◆ WHAT NEEDS TO BE DONE:
Your answer should consist only of the lines below from the one with "use std::fmt;" through the one with "pub fn unit_count(&self)", copied exactly.

Stored data entries
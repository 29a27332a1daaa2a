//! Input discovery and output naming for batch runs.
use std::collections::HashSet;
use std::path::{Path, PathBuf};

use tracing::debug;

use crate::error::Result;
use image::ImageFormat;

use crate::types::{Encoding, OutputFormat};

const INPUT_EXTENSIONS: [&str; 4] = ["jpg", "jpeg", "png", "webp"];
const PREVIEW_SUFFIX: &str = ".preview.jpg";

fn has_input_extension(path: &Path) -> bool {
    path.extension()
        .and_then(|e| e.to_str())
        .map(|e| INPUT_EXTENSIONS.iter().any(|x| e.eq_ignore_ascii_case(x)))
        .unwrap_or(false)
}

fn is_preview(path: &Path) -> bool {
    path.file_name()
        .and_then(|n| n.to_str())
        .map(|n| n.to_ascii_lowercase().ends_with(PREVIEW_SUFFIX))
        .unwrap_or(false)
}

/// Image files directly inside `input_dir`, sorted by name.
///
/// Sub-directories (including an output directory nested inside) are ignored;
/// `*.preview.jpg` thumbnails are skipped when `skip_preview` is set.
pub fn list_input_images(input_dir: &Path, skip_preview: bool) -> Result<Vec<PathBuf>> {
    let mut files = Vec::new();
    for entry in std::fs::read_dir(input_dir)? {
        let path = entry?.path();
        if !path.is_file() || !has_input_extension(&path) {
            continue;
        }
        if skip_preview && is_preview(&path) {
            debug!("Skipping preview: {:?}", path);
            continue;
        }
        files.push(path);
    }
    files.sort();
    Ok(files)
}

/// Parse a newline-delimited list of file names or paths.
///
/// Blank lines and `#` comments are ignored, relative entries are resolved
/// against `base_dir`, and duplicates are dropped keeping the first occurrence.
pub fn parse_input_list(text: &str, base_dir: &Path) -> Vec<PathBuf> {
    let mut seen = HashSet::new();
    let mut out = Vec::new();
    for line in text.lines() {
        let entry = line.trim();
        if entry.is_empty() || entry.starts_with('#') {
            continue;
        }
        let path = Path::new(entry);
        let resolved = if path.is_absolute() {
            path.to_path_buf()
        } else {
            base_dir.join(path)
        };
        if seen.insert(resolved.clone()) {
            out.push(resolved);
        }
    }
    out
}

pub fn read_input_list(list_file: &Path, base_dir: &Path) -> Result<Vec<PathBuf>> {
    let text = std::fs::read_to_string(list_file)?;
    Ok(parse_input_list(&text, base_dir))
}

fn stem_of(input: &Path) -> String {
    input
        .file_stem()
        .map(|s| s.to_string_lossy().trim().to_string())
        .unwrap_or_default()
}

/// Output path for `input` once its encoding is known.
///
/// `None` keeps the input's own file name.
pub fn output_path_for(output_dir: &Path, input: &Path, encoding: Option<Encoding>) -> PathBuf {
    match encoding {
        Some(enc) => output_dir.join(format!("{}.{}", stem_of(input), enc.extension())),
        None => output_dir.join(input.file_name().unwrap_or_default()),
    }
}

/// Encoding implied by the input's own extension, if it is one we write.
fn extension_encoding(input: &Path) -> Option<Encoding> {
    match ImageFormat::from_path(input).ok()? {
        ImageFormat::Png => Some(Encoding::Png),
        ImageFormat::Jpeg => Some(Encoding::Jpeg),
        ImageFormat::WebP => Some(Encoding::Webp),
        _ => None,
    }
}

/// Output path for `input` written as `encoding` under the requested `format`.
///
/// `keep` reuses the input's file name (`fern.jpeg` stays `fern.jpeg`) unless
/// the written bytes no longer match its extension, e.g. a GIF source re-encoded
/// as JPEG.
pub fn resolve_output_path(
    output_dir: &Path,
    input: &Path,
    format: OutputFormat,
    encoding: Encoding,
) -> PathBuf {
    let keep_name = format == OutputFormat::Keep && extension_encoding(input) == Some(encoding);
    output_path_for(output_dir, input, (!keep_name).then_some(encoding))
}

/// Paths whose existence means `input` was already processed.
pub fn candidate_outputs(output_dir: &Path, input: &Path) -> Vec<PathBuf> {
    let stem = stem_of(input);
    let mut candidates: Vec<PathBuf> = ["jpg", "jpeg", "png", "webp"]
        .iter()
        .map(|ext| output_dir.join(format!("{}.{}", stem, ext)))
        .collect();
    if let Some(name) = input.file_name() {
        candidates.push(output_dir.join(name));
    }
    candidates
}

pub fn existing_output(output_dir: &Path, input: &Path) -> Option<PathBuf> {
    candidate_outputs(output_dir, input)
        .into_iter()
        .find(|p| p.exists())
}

==

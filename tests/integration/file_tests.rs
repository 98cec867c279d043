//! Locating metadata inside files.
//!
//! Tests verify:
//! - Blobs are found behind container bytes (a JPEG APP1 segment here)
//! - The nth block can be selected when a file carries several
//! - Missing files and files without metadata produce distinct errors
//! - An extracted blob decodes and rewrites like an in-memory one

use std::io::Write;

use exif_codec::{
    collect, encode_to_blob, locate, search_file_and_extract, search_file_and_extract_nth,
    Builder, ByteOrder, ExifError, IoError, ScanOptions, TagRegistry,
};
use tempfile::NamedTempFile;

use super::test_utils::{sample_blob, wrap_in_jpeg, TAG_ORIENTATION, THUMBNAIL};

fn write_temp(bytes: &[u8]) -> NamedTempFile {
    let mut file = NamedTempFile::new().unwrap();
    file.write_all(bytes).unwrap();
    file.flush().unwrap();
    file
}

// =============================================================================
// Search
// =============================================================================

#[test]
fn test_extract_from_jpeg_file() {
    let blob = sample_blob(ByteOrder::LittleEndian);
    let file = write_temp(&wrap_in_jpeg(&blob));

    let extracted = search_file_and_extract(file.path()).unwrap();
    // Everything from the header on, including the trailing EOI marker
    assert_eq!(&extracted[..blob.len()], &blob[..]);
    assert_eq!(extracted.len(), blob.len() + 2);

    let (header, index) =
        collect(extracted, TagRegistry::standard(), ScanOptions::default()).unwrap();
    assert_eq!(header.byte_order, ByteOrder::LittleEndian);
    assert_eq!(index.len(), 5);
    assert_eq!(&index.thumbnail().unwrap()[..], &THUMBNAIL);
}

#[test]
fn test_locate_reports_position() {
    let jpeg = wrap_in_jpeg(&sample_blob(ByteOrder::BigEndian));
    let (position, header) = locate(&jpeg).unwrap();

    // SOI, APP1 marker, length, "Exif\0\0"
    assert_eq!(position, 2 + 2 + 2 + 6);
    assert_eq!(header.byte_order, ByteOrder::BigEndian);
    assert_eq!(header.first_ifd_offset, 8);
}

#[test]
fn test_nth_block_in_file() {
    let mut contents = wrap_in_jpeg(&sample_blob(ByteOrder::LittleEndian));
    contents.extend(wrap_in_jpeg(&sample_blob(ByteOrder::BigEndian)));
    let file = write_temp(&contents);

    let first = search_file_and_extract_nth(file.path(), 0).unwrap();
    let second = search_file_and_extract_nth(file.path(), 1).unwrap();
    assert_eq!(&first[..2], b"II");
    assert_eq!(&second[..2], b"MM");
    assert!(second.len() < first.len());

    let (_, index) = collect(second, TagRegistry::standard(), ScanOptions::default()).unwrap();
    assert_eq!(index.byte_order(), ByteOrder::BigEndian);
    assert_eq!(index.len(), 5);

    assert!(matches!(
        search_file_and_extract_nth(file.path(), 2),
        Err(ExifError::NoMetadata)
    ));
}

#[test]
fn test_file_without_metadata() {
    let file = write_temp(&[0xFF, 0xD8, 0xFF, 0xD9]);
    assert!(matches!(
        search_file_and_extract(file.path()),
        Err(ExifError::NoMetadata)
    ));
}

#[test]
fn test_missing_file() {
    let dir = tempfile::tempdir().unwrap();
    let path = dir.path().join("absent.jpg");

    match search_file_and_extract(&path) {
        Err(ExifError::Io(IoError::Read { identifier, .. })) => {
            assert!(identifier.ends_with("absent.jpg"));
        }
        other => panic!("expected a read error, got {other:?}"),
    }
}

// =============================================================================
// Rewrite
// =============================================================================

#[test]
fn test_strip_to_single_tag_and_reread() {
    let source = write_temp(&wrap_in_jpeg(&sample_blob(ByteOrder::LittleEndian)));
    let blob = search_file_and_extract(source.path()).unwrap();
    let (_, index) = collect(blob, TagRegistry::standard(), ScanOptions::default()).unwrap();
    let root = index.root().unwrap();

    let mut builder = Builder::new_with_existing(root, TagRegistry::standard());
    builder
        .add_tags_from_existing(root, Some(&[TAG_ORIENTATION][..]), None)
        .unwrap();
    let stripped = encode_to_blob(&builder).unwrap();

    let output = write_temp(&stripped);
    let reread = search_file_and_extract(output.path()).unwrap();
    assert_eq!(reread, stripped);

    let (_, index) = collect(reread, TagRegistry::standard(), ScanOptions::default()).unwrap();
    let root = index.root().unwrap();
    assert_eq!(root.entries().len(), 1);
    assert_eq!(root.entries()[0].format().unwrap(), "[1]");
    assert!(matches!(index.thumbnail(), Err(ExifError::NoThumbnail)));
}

---

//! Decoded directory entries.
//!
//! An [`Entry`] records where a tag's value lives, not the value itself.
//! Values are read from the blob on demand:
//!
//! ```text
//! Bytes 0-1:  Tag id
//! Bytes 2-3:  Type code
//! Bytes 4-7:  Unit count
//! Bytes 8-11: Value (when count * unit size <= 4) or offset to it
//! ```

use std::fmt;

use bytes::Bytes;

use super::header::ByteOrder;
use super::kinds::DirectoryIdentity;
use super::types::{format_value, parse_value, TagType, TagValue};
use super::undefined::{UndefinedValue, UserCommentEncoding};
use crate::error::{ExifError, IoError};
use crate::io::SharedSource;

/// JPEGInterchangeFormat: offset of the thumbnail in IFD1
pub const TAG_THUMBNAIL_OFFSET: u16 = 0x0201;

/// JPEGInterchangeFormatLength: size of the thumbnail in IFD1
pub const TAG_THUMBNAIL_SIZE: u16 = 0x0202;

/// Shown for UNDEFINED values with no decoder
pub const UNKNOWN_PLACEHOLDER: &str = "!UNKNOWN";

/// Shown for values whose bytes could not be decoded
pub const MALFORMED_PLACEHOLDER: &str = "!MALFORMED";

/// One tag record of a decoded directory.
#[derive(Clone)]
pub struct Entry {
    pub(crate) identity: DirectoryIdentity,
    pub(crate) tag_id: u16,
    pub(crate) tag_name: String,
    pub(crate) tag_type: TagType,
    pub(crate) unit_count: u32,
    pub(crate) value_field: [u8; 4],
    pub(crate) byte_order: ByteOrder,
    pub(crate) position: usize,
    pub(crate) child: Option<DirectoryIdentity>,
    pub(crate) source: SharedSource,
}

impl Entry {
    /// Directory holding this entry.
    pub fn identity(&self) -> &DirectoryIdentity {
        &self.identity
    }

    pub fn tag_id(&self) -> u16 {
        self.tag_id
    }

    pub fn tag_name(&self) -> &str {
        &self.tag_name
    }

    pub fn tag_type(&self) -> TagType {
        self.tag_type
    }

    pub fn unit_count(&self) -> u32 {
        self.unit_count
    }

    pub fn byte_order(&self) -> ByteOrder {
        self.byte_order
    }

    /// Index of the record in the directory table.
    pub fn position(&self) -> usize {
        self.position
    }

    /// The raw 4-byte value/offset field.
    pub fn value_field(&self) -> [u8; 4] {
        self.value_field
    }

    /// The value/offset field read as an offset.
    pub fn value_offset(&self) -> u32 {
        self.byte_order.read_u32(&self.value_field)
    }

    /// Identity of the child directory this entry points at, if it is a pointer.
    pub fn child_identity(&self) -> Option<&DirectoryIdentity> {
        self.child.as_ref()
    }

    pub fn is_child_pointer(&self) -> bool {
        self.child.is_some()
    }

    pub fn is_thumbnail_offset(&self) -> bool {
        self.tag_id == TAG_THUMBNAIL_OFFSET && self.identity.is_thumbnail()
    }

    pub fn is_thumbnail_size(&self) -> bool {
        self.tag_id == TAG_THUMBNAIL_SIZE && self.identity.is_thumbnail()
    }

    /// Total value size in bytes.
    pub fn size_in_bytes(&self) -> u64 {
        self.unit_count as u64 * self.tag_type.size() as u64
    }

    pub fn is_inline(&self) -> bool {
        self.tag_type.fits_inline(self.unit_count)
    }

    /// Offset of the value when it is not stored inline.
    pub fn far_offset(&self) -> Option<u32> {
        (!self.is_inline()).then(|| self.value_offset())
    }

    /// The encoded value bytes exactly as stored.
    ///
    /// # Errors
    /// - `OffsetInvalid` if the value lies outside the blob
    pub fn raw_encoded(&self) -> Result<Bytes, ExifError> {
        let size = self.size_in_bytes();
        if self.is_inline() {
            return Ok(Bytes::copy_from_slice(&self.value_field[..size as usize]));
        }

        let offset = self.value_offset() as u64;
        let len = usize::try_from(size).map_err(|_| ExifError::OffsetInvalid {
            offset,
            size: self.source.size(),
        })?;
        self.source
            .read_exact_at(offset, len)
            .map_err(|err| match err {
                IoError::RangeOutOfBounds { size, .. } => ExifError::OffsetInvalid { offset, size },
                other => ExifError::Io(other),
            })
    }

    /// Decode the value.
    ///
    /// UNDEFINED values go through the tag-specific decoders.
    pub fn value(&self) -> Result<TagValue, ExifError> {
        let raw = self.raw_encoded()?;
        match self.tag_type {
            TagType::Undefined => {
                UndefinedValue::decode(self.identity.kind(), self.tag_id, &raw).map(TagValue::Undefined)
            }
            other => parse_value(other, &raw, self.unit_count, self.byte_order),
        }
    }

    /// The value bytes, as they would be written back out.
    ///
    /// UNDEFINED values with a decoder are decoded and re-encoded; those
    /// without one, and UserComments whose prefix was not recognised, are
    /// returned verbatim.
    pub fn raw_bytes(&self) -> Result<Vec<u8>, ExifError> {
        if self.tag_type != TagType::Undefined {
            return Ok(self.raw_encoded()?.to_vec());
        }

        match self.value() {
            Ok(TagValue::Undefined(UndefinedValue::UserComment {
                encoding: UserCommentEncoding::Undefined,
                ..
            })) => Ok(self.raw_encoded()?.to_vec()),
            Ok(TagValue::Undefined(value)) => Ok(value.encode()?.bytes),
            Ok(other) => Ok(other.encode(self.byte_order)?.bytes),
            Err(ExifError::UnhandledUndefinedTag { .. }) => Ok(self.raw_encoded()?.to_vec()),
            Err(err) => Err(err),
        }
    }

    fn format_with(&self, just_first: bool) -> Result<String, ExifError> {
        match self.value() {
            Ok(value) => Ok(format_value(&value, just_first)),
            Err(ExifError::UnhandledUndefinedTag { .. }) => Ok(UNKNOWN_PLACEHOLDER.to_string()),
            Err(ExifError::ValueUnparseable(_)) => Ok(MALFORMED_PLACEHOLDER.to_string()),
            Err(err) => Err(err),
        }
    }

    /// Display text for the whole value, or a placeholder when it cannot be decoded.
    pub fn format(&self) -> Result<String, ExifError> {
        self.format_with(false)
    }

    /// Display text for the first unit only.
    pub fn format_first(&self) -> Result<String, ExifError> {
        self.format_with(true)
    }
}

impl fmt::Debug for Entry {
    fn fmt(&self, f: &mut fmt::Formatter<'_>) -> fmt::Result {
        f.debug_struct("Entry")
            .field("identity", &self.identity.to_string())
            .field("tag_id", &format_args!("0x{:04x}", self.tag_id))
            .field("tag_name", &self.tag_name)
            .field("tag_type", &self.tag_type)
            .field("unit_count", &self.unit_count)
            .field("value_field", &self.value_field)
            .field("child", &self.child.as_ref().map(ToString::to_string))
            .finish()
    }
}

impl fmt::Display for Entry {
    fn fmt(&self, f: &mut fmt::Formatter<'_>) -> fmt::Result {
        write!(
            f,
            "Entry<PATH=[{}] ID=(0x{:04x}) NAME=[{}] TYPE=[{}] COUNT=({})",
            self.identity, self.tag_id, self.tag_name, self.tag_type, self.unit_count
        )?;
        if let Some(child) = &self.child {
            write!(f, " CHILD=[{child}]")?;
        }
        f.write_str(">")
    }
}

◆ EXERCISE RESULT:
use std::fmt;

use bytes::Bytes;

use super::header::ByteOrder;
use super::kinds::DirectoryIdentity;
use super::types::{format_value, parse_value, TagType, TagValue};
use super::undefined::{UndefinedValue, UserCommentEncoding};
use crate::error::{ExifError, IoError};
use crate::io::SharedSource;

/// JPEGInterchangeFormat: offset of the thumbnail in IFD1
pub const TAG_THUMBNAIL_OFFSET: u16 = 0x0201;

/// JPEGInterchangeFormatLength: size of the thumbnail in IFD1
pub const TAG_THUMBNAIL_SIZE: u16 = 0x0202;

/// Shown for UNDEFINED values with no decoder
pub const UNKNOWN_PLACEHOLDER: &str = "!UNKNOWN";

/// Shown for values whose bytes could not be decoded
pub const MALFORMED_PLACEHOLDER: &str = "!MALFORMED";

/// One tag record of a decoded directory.
#[derive(Clone)]
pub struct Entry {
    pub(crate) identity: DirectoryIdentity,
    pub(crate) tag_id: u16,
    pub(crate) tag_name: String,
    pub(crate) tag_type: TagType,
    pub(crate) unit_count: u32,
    pub(crate) value_field: [u8; 4],
    pub(crate) byte_order: ByteOrder,
    pub(crate) position: usize,
    pub(crate) child: Option<DirectoryIdentity>,
    pub(crate) source: SharedSource,
}

impl Entry {
    /// Directory holding this entry.
    pub fn identity(&self) -> &DirectoryIdentity {
        &self.identity
    }

    pub fn tag_id(&self) -> u16 {
        self.tag_id
    }

    pub fn tag_name(&self) -> &str {
        &self.tag_name
    }

    pub fn tag_type(&self) -> TagType {
        self.tag_type
    }

    pub fn unit_count(&self) -> u32 {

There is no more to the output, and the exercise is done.